For the last couple of years, when I've tried to talk to people about National Animal Identification Systems, the response was disbelief.
"That will never happen!"
"The government wouldn't do that."

Now that it is clear, with the USDA's National Animal Identification System, they are trying to do it.
I all too often hear..."You can't fight city hall."
"We will have to try to get the best deal we can."
"There is nothing we can do about it."
"There aren't enough of us."
"We don't have the clout we once did."
"It's happening worldwide."
What can we do?"

Give me a break!
We are American.
This country is founded on the idea of fighting "City Hall."
The actions of the British monarchy that spawned us pale beside those of this arrogant, incompetent, over-reaching bureaucracy that would oppress us now.

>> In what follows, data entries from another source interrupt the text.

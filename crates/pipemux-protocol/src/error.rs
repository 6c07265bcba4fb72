use std::time::Duration;

use pipemux_frame::ProtocolType;
use uuid::Uuid;

/// Errors that can occur on a pipemux connection.
#[derive(Debug, thiserror::Error)]
pub enum ProtocolError {
    /// Transport-level error.
    #[error("transport error: {0}")]
    Transport(#[from] pipemux_transport::TransportError),

    /// Packet-level error.
    #[error("frame error: {0}")]
    Frame(#[from] pipemux_frame::FrameError),

    /// A header record or body failed to (de)serialize.
    #[error("json error: {0}")]
    Json(#[from] serde_json::Error),

    /// A body read as text is not valid UTF-8.
    #[error("body is not valid utf-8: {0}")]
    Utf8(#[from] std::string::FromUtf8Error),

    /// No transport is attached.
    #[error("not connected")]
    NotConnected,

    /// A transport is already attached.
    #[error("already connected")]
    AlreadyConnected,

    /// `connect` needs a transport source and none was configured.
    #[error("no transport source configured")]
    NoTransportSource,

    /// A waiter for this request id is already pending.
    #[error("request id {0} already has a pending response")]
    DuplicateRequestId(Uuid),

    /// The exchange was abandoned, typically because the connection dropped.
    #[error("request cancelled")]
    Cancelled,

    /// The peer sent payloads that do not form a valid exchange.
    #[error("protocol violation: {0}")]
    Violation(String),

    /// The peer used a payload type this implementation does not handle.
    #[error("{} payloads are not supported", .0.name())]
    Unsupported(ProtocolType),

    /// A message carries more content feeds than feed ids can address.
    #[error("too many content feeds ({0}, max 256)")]
    TooManyFeeds(usize),

    /// No response arrived in time.
    #[error("request timed out after {0:?}")]
    Timeout(Duration),
}

pub type Result<T> = std::result::Result<T, ProtocolError>;
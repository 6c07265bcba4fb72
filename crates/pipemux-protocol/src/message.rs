//! Application-facing request and response types.
//!
//! Outbound messages ([`Request`], [`Response`]) own their content feeds;
//! inbound ones ([`ReceiveRequest`], [`ReceiveResponse`]) are produced by
//! reassembly and carry each feed's id as sent by the peer.

use std::collections::BTreeMap;

use bytes::Bytes;
use serde::de::DeserializeOwned;
use serde::Serialize;

use crate::error::Result;

/// Header map of a message or content feed.
pub type Headers = BTreeMap<String, String>;

pub const CONTENT_TYPE: &str = "Content-Type";
pub const TEXT_PLAIN_UTF8: &str = "text/plain; charset=utf-8";
pub const APPLICATION_JSON_UTF8: &str = "application/json; charset=utf-8";

/// One headered body attached to a message.
#[derive(Debug, Clone, Default, PartialEq, Eq)]
pub struct ContentFeed {
    pub headers: Headers,
    pub body: Bytes,
}

impl ContentFeed {
    /// A feed with no headers.
    pub fn new(body: impl Into<Bytes>) -> Self {
        Self {
            headers: Headers::new(),
            body: body.into(),
        }
    }

    /// A UTF-8 text feed.
    pub fn text(body: impl Into<String>) -> Self {
        Self::new(body.into()).with_header(CONTENT_TYPE, TEXT_PLAIN_UTF8)
    }

    /// A feed holding `value` serialized as JSON.
    pub fn json<T: Serialize + ?Sized>(value: &T) -> Result<Self> {
        let body = serde_json::to_vec(value)?;
        Ok(Self::new(body).with_header(CONTENT_TYPE, APPLICATION_JSON_UTF8))
    }

    pub fn with_header(mut self, name: impl Into<String>, value: impl Into<String>) -> Self {
        self.headers.insert(name.into(), value.into());
        self
    }
}

/// An outbound request.
#[derive(Debug, Clone, Default, PartialEq, Eq)]
pub struct Request {
    pub method: String,
    pub path: String,
    pub headers: Headers,
    pub feeds: Vec<ContentFeed>,
}

impl Request {
    pub fn new(method: impl Into<String>, path: impl Into<String>) -> Self {
        Self {
            method: method.into(),
            path: path.into(),
            ..Self::default()
        }
    }

    pub fn get(path: impl Into<String>) -> Self {
        Self::new("GET", path)
    }

    pub fn post(path: impl Into<String>) -> Self {
        Self::new("POST", path)
    }

    pub fn put(path: impl Into<String>) -> Self {
        Self::new("PUT", path)
    }

    pub fn delete(path: impl Into<String>) -> Self {
        Self::new("DELETE", path)
    }

    pub fn with_header(mut self, name: impl Into<String>, value: impl Into<String>) -> Self {
        self.add_header(name, value);
        self
    }

    pub fn add_header(&mut self, name: impl Into<String>, value: impl Into<String>) {
        self.headers.insert(name.into(), value.into());
    }

    pub fn with_feed(mut self, feed: ContentFeed) -> Self {
        self.feeds.push(feed);
        self
    }

    /// Replace all feeds with a single text body.
    pub fn with_body(mut self, body: impl Into<String>) -> Self {
        self.set_body(body);
        self
    }

    /// Replace all feeds with a single text body.
    pub fn set_body(&mut self, body: impl Into<String>) {
        self.feeds = vec![ContentFeed::text(body)];
    }

    /// Replace all feeds with a single JSON body.
    pub fn set_json_body<T: Serialize + ?Sized>(&mut self, value: &T) -> Result<()> {
        self.feeds = vec![ContentFeed::json(value)?];
        Ok(())
    }
}

/// An outbound response.
#[derive(Debug, Clone, PartialEq, Eq)]
pub struct Response {
    pub status: u16,
    pub headers: Headers,
    pub feeds: Vec<ContentFeed>,
}

impl Response {
    pub fn new(status: u16) -> Self {
        Self {
            status,
            headers: Headers::new(),
            feeds: Vec::new(),
        }
    }

    pub fn ok() -> Self {
        Self::new(200)
    }

    pub fn forbidden() -> Self {
        Self::new(403)
    }

    pub fn not_found() -> Self {
        Self::new(404)
    }

    pub fn internal_server_error() -> Self {
        Self::new(500)
    }

    pub fn with_header(mut self, name: impl Into<String>, value: impl Into<String>) -> Self {
        self.add_header(name, value);
        self
    }

    pub fn add_header(&mut self, name: impl Into<String>, value: impl Into<String>) {
        self.headers.insert(name.into(), value.into());
    }

    pub fn with_feed(mut self, feed: ContentFeed) -> Self {
        self.feeds.push(feed);
        self
    }

    /// Replace all feeds with a single text body.
    pub fn with_body(mut self, body: impl Into<String>) -> Self {
        self.set_body(body);
        self
    }

    /// Replace all feeds with a single text body.
    pub fn set_body(&mut self, body: impl Into<String>) {
        self.feeds = vec![ContentFeed::text(body)];
    }

    /// Replace all feeds with a single JSON body.
    pub fn set_json_body<T: Serialize + ?Sized>(&mut self, value: &T) -> Result<()> {
        self.feeds = vec![ContentFeed::json(value)?];
        Ok(())
    }

    pub fn is_success(&self) -> bool {
        (200..300).contains(&self.status)
    }
}

/// One reassembled content feed.
#[derive(Debug, Clone, PartialEq, Eq)]
pub struct ReceivedFeed {
    pub id: u8,
    pub headers: Headers,
    pub content: Bytes,
}

/// A fully reassembled inbound request.
#[derive(Debug, Clone, PartialEq, Eq)]
pub struct ReceiveRequest {
    pub method: String,
    pub path: String,
    pub headers: Headers,
    pub feeds: Vec<ReceivedFeed>,
}

impl ReceiveRequest {
    /// The first feed's bytes as text; empty when there is no feed.
    pub fn body_as_string(&self) -> Result<String> {
        body_as_string(&self.feeds)
    }

    /// The first feed's bytes parsed as JSON.
    pub fn body_as_json<T: DeserializeOwned>(&self) -> Result<T> {
        body_as_json(&self.feeds)
    }
}

/// A fully reassembled inbound response.
#[derive(Debug, Clone, PartialEq, Eq)]
pub struct ReceiveResponse {
    pub status: u16,
    pub headers: Headers,
    pub feeds: Vec<ReceivedFeed>,
}

impl ReceiveResponse {
    /// The first feed's bytes as text; empty when there is no feed.
    pub fn body_as_string(&self) -> Result<String> {
        body_as_string(&self.feeds)
    }

    /// The first feed's bytes parsed as JSON.
    pub fn body_as_json<T: DeserializeOwned>(&self) -> Result<T> {
        body_as_json(&self.feeds)
    }

    pub fn is_success(&self) -> bool {
        (200..300).contains(&self.status)
    }
}

fn body_as_string(feeds: &[ReceivedFeed]) -> Result<String> {
    let bytes = feeds.first().map(|feed| feed.content.to_vec()).unwrap_or_default();
    Ok(String::from_utf8(bytes)?)
}

fn body_as_json<T: DeserializeOwned>(feeds: &[ReceivedFeed]) -> Result<T> {
    let bytes = feeds.first().map(|feed| feed.content.as_ref()).unwrap_or_default();
    Ok(serde_json::from_slice(bytes)?)
}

In early April, Secretary of Agriculture Mike Johanns issued an implementation plan responding to the outrage and resistance of small livestock keepers.
The emphasis remained on food animals, with much less required of non-food animal keepers.
This encouraging shift indicates that by organizing and creating alliances with other small stock keepers, we can influence the policies that govern us.

This is the time to act like Americans.
Not to go hat in hand pleading for special favors or trying to cut the best deal we can for our special interest crap.
Now is the time to organize and fight, not compromise.
We need to reach out to others affected by this nonsense and help roll it back.
Now is the time to stand for freedom.
When will we be stronger?
Small-scale livestock keepers of all kinds and rural folks in general will suffer from this mindless bureaucracy.
The fanciers and show people, backyarders and preservationists must come together and make common cause with all small scale keepers of livestock.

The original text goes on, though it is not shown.